The Honda NSX is considered by its maker to be “a platform” rather than a single model, meaning that a whole host of different versions are likely to be launched over the model’s life cycle.
According to NSX project boss Ted Klaus, Honda is contemplating convertible, lightweight, non-hybrid and all-electric versions, one of which is set to wear the Type R badge. The NSX, which will reach the UK in right-hand drive form this autumn, will initially have a hybrid powertrain, with a twinturbo 3.5-litre V6 combining with three electric motors for a total 573bhp output. The car is currently in production in the US, in a new factory in Ohio called the Performance Manufacturing Centre.

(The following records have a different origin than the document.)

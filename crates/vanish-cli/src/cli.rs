//! Command line arguments

use clap::Parser;

/// Vanish - ephemeral, anonymous, encrypted relay console
#[derive(Debug, Parser)]
#[command(name = "vanish", version, about)]
pub struct Cli {
    /// Path to a TOML configuration file
    #[arg(short, long)]
    pub config: Option<String>,

    /// Enable debug logging
    #[arg(short, long)]
    pub verbose: bool,

    /// Seconds between expiry sweeps
    #[arg(long)]
    pub cleanup_interval: Option<u64>,

    /// Minutes of inactivity before an identity is erased
    #[arg(long)]
    pub inactivity_threshold: Option<u64>,

    /// Minimum username length
    #[arg(long)]
    pub min_username_length: Option<usize>,

    /// Don't echo broadcast events to the console
    #[arg(long)]
    pub quiet_broadcasts: bool,

    /// Print the effective configuration as TOML and exit
    #[arg(long)]
    pub print_config: bool,
}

Honda intends to use the new facility to produce the different versions in order to get a return on the significant investment it has made in the new NSX, a model it hopes will reinvigorate the firm’s performance image.
With the standard NSX (pictured below) in production, Klaus said it represented an opportunity for Honda to “experiment” with new technology. “It’s a special car, with new technology, developing technology, that we can be leaders in and help us understand where the brand is going,” he said.
Klaus said Honda was now at various stages with the NSX. It had completed development of the standard model and was starting to look at the NSX as a platform and a way to “start to dream of new technologies”.

Honda entered a lightweight version of the NSX in the recent Pikes Peak rally event in the US, and Klaus said it was “the general direction we wish to go” with the NSX.
He added that making a “more pure, simplified version” was “in some ways more straightforward” and that there was “an appetite for it” within Honda.